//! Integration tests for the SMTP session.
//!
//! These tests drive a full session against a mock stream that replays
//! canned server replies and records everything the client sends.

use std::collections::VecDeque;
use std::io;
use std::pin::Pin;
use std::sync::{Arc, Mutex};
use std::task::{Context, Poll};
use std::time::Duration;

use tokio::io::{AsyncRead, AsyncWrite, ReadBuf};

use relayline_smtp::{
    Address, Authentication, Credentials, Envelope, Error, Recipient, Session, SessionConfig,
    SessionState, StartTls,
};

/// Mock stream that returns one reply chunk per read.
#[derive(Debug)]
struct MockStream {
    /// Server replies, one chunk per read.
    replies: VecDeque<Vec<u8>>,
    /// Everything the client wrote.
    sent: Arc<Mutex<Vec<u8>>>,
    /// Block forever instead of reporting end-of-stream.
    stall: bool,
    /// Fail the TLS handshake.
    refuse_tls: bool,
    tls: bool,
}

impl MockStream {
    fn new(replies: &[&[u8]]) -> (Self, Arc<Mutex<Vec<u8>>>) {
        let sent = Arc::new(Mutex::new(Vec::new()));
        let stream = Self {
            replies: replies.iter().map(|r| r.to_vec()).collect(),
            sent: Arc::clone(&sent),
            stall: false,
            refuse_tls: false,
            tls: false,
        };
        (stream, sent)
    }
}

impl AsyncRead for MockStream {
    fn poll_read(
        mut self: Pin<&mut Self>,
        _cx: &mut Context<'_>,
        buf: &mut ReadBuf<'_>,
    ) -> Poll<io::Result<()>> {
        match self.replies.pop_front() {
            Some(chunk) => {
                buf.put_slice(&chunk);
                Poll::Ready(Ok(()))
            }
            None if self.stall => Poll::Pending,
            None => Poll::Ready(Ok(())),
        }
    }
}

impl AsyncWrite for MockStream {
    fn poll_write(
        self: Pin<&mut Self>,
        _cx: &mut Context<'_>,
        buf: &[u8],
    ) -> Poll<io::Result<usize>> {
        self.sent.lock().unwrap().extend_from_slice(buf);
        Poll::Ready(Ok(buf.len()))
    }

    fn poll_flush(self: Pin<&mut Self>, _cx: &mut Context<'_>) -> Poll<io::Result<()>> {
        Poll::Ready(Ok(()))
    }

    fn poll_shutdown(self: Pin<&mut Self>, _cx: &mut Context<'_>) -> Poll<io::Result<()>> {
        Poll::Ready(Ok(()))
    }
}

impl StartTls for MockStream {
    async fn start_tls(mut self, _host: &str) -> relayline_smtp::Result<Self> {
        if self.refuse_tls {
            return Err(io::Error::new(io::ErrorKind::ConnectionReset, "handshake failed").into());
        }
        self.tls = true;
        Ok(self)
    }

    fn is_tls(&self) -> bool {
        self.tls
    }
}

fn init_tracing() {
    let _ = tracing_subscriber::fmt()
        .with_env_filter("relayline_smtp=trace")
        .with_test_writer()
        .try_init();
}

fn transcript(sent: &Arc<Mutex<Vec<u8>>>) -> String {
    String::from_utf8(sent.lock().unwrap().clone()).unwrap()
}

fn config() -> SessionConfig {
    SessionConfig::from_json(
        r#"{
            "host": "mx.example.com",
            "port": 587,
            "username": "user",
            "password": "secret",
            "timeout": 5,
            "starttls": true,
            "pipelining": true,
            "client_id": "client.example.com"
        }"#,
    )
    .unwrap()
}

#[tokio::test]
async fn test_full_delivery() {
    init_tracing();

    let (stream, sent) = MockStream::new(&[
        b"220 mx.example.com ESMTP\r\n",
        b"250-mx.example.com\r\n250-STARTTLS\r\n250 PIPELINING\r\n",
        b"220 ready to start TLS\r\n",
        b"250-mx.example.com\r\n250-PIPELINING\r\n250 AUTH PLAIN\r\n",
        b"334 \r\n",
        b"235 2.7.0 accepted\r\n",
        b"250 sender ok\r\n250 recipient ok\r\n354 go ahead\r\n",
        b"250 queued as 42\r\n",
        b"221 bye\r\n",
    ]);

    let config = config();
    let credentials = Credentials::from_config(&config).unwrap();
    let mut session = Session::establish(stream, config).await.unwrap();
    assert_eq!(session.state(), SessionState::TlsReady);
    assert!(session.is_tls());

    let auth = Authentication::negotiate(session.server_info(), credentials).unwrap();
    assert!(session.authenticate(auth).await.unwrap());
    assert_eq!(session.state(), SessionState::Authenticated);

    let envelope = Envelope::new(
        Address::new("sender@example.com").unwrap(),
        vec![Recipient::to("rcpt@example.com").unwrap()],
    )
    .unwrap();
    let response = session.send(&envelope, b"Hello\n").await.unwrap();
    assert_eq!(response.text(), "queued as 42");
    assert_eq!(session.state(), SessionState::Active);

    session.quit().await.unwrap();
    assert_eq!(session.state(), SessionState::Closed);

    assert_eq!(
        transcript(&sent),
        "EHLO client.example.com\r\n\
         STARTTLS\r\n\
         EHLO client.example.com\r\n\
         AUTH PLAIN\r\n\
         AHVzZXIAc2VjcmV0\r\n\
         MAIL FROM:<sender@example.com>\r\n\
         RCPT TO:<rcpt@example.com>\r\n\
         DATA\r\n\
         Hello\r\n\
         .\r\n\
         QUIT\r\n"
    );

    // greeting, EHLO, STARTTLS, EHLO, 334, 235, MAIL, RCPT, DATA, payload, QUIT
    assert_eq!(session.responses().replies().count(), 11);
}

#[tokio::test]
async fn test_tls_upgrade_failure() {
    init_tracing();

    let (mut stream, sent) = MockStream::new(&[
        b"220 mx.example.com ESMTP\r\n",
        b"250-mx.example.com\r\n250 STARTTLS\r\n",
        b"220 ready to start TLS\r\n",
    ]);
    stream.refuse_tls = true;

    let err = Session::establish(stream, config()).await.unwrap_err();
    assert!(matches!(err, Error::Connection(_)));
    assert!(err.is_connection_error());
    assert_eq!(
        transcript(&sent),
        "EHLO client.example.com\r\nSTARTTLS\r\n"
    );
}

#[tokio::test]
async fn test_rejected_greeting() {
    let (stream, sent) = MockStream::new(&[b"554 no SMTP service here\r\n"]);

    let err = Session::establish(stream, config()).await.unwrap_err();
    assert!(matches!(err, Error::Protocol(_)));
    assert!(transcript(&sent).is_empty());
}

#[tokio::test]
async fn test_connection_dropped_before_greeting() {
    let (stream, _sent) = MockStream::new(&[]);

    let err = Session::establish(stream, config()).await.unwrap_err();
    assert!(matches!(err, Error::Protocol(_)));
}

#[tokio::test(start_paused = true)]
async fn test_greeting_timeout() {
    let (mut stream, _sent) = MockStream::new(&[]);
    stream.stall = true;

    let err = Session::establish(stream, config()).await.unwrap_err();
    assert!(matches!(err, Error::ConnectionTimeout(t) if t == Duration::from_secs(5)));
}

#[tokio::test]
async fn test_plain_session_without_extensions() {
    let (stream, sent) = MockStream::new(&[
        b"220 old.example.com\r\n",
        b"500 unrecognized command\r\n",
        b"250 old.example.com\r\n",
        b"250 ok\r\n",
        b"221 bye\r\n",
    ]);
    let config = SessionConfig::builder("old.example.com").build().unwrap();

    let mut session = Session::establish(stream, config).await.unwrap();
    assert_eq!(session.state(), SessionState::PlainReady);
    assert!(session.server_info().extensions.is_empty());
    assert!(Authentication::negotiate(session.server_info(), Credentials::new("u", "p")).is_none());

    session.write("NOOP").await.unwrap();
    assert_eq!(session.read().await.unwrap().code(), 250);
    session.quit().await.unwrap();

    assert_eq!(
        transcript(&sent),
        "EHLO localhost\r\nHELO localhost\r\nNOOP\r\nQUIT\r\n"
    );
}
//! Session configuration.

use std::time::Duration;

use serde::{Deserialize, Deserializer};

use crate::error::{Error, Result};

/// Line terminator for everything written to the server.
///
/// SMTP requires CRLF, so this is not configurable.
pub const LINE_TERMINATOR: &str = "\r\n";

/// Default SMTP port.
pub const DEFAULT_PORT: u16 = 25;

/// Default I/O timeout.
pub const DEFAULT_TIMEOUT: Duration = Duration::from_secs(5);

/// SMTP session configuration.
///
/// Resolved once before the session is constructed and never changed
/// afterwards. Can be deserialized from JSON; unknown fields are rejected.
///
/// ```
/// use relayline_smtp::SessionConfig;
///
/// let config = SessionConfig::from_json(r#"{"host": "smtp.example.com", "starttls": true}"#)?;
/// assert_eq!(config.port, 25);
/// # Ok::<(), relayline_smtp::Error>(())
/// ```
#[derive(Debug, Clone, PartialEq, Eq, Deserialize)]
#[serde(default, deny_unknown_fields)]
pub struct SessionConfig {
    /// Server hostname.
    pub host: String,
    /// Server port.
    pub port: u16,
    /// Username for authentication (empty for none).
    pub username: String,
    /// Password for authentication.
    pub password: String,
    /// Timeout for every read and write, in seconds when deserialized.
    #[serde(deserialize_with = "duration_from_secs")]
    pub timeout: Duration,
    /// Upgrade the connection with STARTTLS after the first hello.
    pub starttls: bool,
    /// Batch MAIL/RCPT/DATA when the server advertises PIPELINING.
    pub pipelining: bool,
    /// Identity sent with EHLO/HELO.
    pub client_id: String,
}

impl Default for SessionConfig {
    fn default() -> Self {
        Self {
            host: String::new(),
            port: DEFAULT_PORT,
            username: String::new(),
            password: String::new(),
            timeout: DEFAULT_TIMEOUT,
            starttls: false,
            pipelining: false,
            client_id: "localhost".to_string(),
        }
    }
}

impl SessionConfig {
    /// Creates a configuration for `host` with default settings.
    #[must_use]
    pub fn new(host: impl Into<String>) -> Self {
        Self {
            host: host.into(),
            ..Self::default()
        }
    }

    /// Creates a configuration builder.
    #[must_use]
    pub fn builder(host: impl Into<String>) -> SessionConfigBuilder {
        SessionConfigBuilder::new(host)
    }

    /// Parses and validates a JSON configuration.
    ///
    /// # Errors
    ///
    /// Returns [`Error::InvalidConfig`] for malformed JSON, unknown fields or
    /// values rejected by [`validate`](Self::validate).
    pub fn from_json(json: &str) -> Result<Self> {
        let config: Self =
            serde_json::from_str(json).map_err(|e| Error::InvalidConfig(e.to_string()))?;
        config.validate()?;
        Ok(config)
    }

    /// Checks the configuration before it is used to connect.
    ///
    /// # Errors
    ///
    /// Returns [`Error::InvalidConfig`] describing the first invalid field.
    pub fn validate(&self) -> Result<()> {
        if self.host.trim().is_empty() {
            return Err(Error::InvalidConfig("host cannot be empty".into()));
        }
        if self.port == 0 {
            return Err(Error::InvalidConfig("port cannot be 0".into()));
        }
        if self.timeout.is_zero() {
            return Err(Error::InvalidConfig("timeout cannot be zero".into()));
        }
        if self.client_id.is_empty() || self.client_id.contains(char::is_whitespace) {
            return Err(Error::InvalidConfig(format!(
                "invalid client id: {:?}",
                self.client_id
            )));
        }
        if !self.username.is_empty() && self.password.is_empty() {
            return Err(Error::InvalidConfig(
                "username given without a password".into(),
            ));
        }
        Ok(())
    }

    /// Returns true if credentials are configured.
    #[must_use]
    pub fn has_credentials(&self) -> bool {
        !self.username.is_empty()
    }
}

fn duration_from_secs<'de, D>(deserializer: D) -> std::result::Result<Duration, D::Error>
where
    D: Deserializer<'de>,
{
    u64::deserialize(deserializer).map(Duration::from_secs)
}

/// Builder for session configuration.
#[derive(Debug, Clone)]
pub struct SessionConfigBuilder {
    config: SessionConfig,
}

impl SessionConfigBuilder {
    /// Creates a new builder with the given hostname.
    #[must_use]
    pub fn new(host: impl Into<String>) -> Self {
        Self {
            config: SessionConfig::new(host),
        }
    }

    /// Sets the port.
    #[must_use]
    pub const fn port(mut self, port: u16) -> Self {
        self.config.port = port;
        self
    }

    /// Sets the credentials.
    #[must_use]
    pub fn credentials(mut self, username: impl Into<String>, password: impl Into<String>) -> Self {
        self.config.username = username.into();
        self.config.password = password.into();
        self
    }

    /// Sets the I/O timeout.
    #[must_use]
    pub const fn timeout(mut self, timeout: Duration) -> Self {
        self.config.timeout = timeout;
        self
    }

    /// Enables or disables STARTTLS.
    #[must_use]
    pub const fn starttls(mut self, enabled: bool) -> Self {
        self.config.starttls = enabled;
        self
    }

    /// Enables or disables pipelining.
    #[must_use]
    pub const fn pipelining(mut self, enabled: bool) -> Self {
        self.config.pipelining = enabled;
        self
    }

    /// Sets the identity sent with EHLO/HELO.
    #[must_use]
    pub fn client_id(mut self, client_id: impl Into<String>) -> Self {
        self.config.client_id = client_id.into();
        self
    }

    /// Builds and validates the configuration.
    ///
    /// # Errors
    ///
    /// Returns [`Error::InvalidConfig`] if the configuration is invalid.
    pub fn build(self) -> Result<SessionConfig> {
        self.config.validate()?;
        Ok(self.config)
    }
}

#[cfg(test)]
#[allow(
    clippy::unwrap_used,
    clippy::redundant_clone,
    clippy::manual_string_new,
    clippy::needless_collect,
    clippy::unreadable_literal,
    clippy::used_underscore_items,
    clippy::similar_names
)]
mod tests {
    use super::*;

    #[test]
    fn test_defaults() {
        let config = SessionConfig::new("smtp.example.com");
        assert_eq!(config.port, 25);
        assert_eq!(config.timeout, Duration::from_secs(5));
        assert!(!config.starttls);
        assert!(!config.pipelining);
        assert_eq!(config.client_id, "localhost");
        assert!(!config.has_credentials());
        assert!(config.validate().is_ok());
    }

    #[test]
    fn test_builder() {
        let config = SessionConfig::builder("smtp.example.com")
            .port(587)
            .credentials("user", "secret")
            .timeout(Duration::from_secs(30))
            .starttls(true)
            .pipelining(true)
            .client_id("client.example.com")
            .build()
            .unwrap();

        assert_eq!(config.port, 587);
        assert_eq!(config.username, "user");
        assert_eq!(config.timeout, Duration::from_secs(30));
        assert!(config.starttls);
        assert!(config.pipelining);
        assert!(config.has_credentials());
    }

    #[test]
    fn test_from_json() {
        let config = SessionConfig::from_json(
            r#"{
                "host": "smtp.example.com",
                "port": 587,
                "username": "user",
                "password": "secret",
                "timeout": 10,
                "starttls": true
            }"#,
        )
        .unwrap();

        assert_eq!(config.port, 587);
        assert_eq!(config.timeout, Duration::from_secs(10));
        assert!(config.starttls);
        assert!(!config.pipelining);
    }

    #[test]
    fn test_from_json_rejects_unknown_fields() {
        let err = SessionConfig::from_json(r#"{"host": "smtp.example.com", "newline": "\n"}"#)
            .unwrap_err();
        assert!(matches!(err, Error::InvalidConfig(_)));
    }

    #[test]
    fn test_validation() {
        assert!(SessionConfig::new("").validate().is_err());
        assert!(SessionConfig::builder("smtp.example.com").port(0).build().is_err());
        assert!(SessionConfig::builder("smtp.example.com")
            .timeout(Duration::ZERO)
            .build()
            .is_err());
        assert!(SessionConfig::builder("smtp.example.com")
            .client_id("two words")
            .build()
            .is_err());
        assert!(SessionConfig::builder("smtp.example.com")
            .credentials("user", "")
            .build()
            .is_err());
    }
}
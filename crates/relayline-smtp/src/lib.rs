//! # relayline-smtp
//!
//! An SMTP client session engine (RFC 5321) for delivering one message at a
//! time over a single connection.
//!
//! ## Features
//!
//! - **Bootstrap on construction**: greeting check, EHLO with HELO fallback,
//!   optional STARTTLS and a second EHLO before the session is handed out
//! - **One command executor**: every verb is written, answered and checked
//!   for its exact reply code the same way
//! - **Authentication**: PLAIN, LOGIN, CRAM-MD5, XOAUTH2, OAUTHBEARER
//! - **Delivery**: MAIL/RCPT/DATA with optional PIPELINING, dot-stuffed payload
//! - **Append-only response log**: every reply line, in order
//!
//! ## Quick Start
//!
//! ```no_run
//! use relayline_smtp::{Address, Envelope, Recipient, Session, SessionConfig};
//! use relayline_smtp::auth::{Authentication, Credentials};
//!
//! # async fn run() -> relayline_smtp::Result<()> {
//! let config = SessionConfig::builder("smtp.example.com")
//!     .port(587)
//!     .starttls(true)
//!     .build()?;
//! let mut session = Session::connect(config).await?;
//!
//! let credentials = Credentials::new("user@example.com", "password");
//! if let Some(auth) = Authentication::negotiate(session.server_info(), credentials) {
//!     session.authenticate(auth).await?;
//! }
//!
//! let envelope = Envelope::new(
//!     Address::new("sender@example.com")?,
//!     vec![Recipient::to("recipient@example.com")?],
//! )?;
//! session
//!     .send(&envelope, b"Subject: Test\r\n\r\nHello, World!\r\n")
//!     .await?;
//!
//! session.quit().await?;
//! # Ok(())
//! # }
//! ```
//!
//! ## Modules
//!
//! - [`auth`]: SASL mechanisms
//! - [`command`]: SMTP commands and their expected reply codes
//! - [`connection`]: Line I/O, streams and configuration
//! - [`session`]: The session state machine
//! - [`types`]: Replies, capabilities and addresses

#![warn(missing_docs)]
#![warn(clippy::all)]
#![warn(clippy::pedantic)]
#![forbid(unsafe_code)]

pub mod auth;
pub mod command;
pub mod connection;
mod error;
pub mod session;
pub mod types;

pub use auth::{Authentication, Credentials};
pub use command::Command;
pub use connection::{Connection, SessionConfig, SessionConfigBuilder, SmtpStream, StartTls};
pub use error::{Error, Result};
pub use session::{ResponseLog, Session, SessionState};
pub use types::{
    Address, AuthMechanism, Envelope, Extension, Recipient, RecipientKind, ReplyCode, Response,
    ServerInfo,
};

• • •

DIRECTIONS: Scan the lines above for the word "true". Return each one that has it.

ANSWER SECTION:
        self.tls = true;
            "starttls": true,
            "pipelining": true,
    stream.refuse_tls = true;
#[tokio::test(start_paused = true)]
    stream.stall = true;
/// let config = SessionConfig::from_json(r#"{"host": "smtp.example.com", "starttls": true}"#)?;
    /// Returns true if credentials are configured.
            .starttls(true)
            .pipelining(true)
                "starttls": true
//!     .starttls(true)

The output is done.